Esses dados revelam que, apesar de avanços jurídicos e de visibilidade, vivemos uma escalada silenciosa, perversa e cotidiana de violências. Cada número é uma tragédia, cada registro uma vida interrompida ou marcada pela dor.
Quando investigamos a dinâmica psíquica da violência de gênero, percebemos que não se trata apenas de atos isolados, mas de repetição simbólica de um padrão ancestral. A violência muitas vezes segue o chamado Ciclo da Violência: tensão, explosão agressiva, seguida da chamada “lua de mel” em que o agressor pede perdão, promete mudar e atribui a culpa à vítima. Esse movimento produziu na mulher muitas vezes um “desamparo aprendido”, uma sensação de impotência internalizada, como se denunciar fosse inútil e resistir, impossível.
Do ponto de vista do agressor, há frequentemente uma incapacidade de tolerar a autonomia do outro, uma aversão psíquica à perda de controle, uma fantasia inconsciente de que a mulher é extensão de si mesmo. A cultura patriarcal reforça essa narrativa fornecendo ao agressor o repertório de dominação, reafirmando padrões de gênero e propriedade sobre corpos e afetos.
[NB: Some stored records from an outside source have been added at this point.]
//! # Settings
//!
//! Every tunable of the renderer and the camera lives in [`Settings`]. Values
//! come from a JSON file when one is given and fall back to the defaults below
//! field by field.
//!
//! Lookup order for the file:
//! 1. the first command-line argument
//! 2. the `VOXEL_SPACE_CONFIG` environment variable
//! 3. none: built-in defaults

use std::path::{Path, PathBuf};

use image::Rgb;
use log::info;
use serde::{Deserialize, Serialize};

use crate::engine_state::voxel_renderer::{
    QualityLevel, QualityParameters, QualityPolicy, MAX_VIEW_DISTANCE,
};

/// Environment variable naming a settings file.
pub const CONFIG_ENV_VAR: &str = "VOXEL_SPACE_CONFIG";

/// Errors raised while loading or validating settings. Fatal at startup.
#[derive(thiserror::Error, Debug)]
pub enum SettingsError {
    /// The settings file could not be read.
    #[error("failed to read settings file {path}: {source}")]
    Io {
        /// Path that was attempted
        path: PathBuf,
        /// Underlying I/O error
        #[source]
        source: std::io::Error,
    },

    /// The settings file is not valid JSON for [`Settings`].
    #[error("failed to parse settings: {0}")]
    Parse(#[from] serde_json::Error),

    /// A value is outside its allowed range.
    #[error("invalid setting `{field}`: {reason}")]
    Invalid {
        /// Offending field
        field: &'static str,
        /// What is wrong with it
        reason: &'static str,
    },
}

/// Both quality presets and the level active at startup.
#[derive(Debug, Clone, PartialEq, Serialize, Deserialize)]
#[serde(default)]
pub struct QualitySettings {
    /// Level active at startup
    pub initial: QualityLevel,
    /// High quality preset
    pub high: QualityParameters,
    /// Low quality preset
    pub low: QualityParameters,
}

impl Default for QualitySettings {
    fn default() -> Self {
        Self {
            initial: QualityLevel::High,
            high: QualityParameters {
                depth_growth_rate: 0.01,
                max_view_distance: 400.0,
                column_stride_switch_distance: 300.0,
                far_column_stride: 3,
            },
            low: QualityParameters {
                depth_growth_rate: 0.03,
                max_view_distance: 250.0,
                column_stride_switch_distance: 100.0,
                far_column_stride: 3,
            },
        }
    }
}

impl QualitySettings {
    /// Builds the runtime policy from these presets.
    pub fn policy(&self) -> QualityPolicy {
        QualityPolicy::new(self.initial, self.high, self.low)
    }
}

/// All renderer, camera and I/O tunables.
#[derive(Debug, Clone, PartialEq, Serialize, Deserialize)]
#[serde(default)]
pub struct Settings {
    /// Grayscale image supplying terrain elevation
    pub height_map_path: PathBuf,
    /// Image supplying terrain color
    pub color_map_path: PathBuf,
    /// Framebuffer width in pixels
    pub screen_width: u32,
    /// Framebuffer height in pixels
    pub screen_height: u32,
    /// Color the framebuffer is cleared to each frame
    pub background_color: [u8; 3],
    /// Starting camera position on the terrain plane
    pub initial_position: [f32; 2],
    /// Starting yaw in radians
    pub initial_yaw: f32,
    /// Starting camera height
    pub initial_height: f32,
    /// Screen row of the horizon
    pub horizon: f32,
    /// Perspective height scale
    pub height_scale: f32,
    /// Distance moved per frame
    pub movement_speed: f32,
    /// Radians turned per frame
    pub rotation_speed: f32,
    /// Height change per frame
    pub height_increment: f32,
    /// Level-of-detail presets
    pub quality: QualitySettings,
    /// Where screenshots are written
    pub screenshot_path: PathBuf,
}

impl Default for Settings {
    fn default() -> Self {
        Self {
            height_map_path: PathBuf::from("assets/maps/height_map.png"),
            color_map_path: PathBuf::from("assets/maps/color_map.png"),
            screen_width: 800,
            screen_height: 600,
            background_color: [0, 0, 0],
            initial_position: [400.0, 400.0],
            initial_yaw: 0.0,
            initial_height: 10.0,
            horizon: 100.0,
            height_scale: 120.0,
            movement_speed: 5.0,
            rotation_speed: 0.06,
            height_increment: 10.0,
            quality: QualitySettings::default(),
            screenshot_path: PathBuf::from("screenshot.png"),
        }
    }
}

impl Settings {
    /// Resolves the settings source from the process arguments and environment.
    ///
    /// # Errors
    /// Returns [`SettingsError`] if a named file cannot be read, parsed or validated.
    pub fn from_env() -> Result<Self, SettingsError> {
        let path = std::env::args_os()
            .nth(1)
            .map(PathBuf::from)
            .or_else(|| std::env::var_os(CONFIG_ENV_VAR).map(PathBuf::from));

        match path {
            Some(path) => Self::load(&path),
            None => {
                info!("No settings file given, using defaults");
                let settings = Self::default();
                settings.validate()?;
                Ok(settings)
            }
        }
    }

    /// Reads and validates a JSON settings file.
    pub fn load(path: &Path) -> Result<Self, SettingsError> {
        let contents = std::fs::read_to_string(path).map_err(|source| SettingsError::Io {
            path: path.to_path_buf(),
            source,
        })?;
        let settings = Self::from_json(&contents)?;
        info!("Loaded settings from {}", path.display());
        Ok(settings)
    }

    /// Parses and validates settings from a JSON string.
    pub fn from_json(json: &str) -> Result<Self, SettingsError> {
        let settings: Settings = serde_json::from_str(json)?;
        settings.validate()?;
        Ok(settings)
    }

    /// Checks the values the renderer relies on.
    pub fn validate(&self) -> Result<(), SettingsError> {
        if self.screen_width == 0 {
            return Err(invalid("screen_width", "must be greater than zero"));
        }
        if self.screen_height == 0 {
            return Err(invalid("screen_height", "must be greater than zero"));
        }
        if !self.initial_yaw.is_finite() {
            return Err(invalid("initial_yaw", "must be finite"));
        }
        let presets = [
            ("quality.high", &self.quality.high),
            ("quality.low", &self.quality.low),
        ];
        for (field, preset) in presets {
            if preset.depth_growth_rate.is_nan() || preset.depth_growth_rate < 0.0 {
                return Err(invalid(field, "depth_growth_rate must not be negative"));
            }
            if !(preset.max_view_distance > 0.0 && preset.max_view_distance <= MAX_VIEW_DISTANCE) {
                return Err(invalid(field, "max_view_distance must be in (0, 2^24]"));
            }
            if preset.far_column_stride == 0 {
                return Err(invalid(field, "far_column_stride must be at least 1"));
            }
        }
        Ok(())
    }

    /// Background color as an RGB sample.
    pub fn background(&self) -> Rgb<u8> {
        Rgb(self.background_color)
    }
}

fn invalid(field: &'static str, reason: &'static str) -> SettingsError {
    SettingsError::Invalid { field, reason }
}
Para a vítima, em muitos casos, o trauma repetido se instala como crise existencial, fragmentação da autoestima, cicatrizes invisíveis que pedem acolhimento, terapia, sororidade, redes de apoio. Mas para que haja acolhimento real é preciso que falemos, denuncemos, escancaramos.
Nos países onde leis foram criadas para tipificar o feminicídio como crime, onde a violência doméstica começou a ser tratada como violação de direitos humanos, houve avanços simbólicos. Contudo, o simples arcabouço jurídico não resolve o problema — ele existe no espelho da cultura, na normalização da submissão, no silêncio cúmplice, na ignorância intencional.
No Brasil, apesar da existência de leis e políticas públicas, a letalidade continua alta, as denúncias muitas vezes não são suficientes, as vítimas recuam diante de ameaças, da dependência econômica, da retaliação. A justiça se move, mas o medo permanece — e o medo vale vidas.
Acolher e apoiar sobreviventes: oferecer redes de escuta, apoio emocional, acompanhamento terapêutico, espaço seguro para falar: porque cada mulher que sobrevive carrega feridas, medos, perguntas urgentes.
Denunciar e visibilizar: usar a voz, as redes, a escrita, a arte: e incentivar denúncia às autoridades competentes quando houver ameaça ou violência. Denunciar, mas também insistir em apoio e proteção real.
Educar desde a raiz: combater o machismo estrutural em todas as instâncias: famílias, escolas, comunidades. Educar meninos e meninas para a igualdade, para o respeito, para o reconhecimento da alteridade.
Apoiar políticas públicas e instituições de proteção: lutar pela ampliação de casas de acolhimento, centros de apoio à mulher, medidas protetivas, fiscalização: cobrar do Estado estrutura real e eficaz.
Criar espaços de diálogo, arte e reflexão: transformar dor em consciência coletiva, como fazemos no Portal Raízes: acolhendo narrativas, denunciando silêncios, propondo cultura de cuidado, empatia e luta.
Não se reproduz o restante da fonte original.